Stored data
[Start of section]

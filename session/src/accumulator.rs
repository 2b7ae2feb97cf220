//! Multi-line input accumulation.

use tabula_parser::is_meta_command;

/// Text gathered for one statement cycle.
#[derive(Debug, Clone, Default, PartialEq, Eq)]
pub struct PendingStatement {
    text: String,
    terminated: bool,
}

impl PendingStatement {
    pub fn text(&self) -> &str {
        &self.text
    }

    /// True once a `;` terminator or meta-command prefix has been seen.
    pub fn is_terminated(&self) -> bool {
        self.terminated
    }

    pub fn is_empty(&self) -> bool {
        self.text.trim().is_empty()
    }

    pub fn into_text(self) -> String {
        self.text
    }

    fn push_line(&mut self, line: &str) {
        self.text.push_str(line);
        self.text.push('\n');
        let trimmed = self.text.trim();
        self.terminated = trimmed.ends_with(';') || is_meta_command(trimmed);
    }
}

/// Outcome of feeding one line.
#[derive(Debug, Clone, PartialEq, Eq)]
pub enum Accepted {
    /// More input is needed.
    Continue,
    /// The buffer holds a complete statement.
    Complete(PendingStatement),
}

/// Turns input lines into complete statement buffers.
#[derive(Debug, Default)]
pub struct InputAccumulator {
    pending: PendingStatement,
}

impl InputAccumulator {
    pub fn new() -> Self {
        Self::default()
    }

    /// True while no statement text has been gathered.
    pub fn is_empty(&self) -> bool {
        self.pending.is_empty()
    }

    /// Feed one line (without its line terminator).
    pub fn accept(&mut self, line: &str) -> Accepted {
        if line.trim().is_empty() {
            if !self.pending.is_empty() {
                self.pending.push_line(line);
            }
            return Accepted::Continue;
        }

        self.pending.push_line(line);
        if self.pending.is_terminated() {
            Accepted::Complete(std::mem::take(&mut self.pending))
        } else {
            Accepted::Continue
        }
    }

    /// End of input: hand back any partial statement.
    pub fn finish(&mut self) -> Option<PendingStatement> {
        let pending = std::mem::take(&mut self.pending);
        (!pending.is_empty()).then_some(pending)
    }

    /// Drop any partial statement.
    pub fn discard(&mut self) {
        self.pending = PendingStatement::default();
    }
}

[End of section]

(Task goal): The lines to extract from the data above begin with the line containing "repository 2b7ae2feb97cf220" and end with the line containing "has been gathered.". Extract them exactly, including both.

(Written reply):
repository 2b7ae2feb97cf220
//! Multi-line input accumulation.

use tabula_parser::is_meta_command;

/// Text gathered for one statement cycle.
#[derive(Debug, Clone, Default, PartialEq, Eq)]
pub struct PendingStatement {
    text: String,
    terminated: bool,
}

impl PendingStatement {
    pub fn text(&self) -> &str {
        &self.text
    }

    /// True once a `;` terminator or meta-command prefix has been seen.
    pub fn is_terminated(&self) -> bool {
        self.terminated
    }

    pub fn is_empty(&self) -> bool {
        self.text.trim().is_empty()
    }

    pub fn into_text(self) -> String {
        self.text
    }

    fn push_line(&mut self, line: &str) {
        self.text.push_str(line);
        self.text.push('\n');
        let trimmed = self.text.trim();
        self.terminated = trimmed.ends_with(';') || is_meta_command(trimmed);
    }
}

/// Outcome of feeding one line.
#[derive(Debug, Clone, PartialEq, Eq)]
pub enum Accepted {
    /// More input is needed.
    Continue,
    /// The buffer holds a complete statement.
    Complete(PendingStatement),
}

/// Turns input lines into complete statement buffers.
#[derive(Debug, Default)]
pub struct InputAccumulator {
    pending: PendingStatement,
}

impl InputAccumulator {
    pub fn new() -> Self {
        Self::default()
    }

    /// True while no statement text has been gathered.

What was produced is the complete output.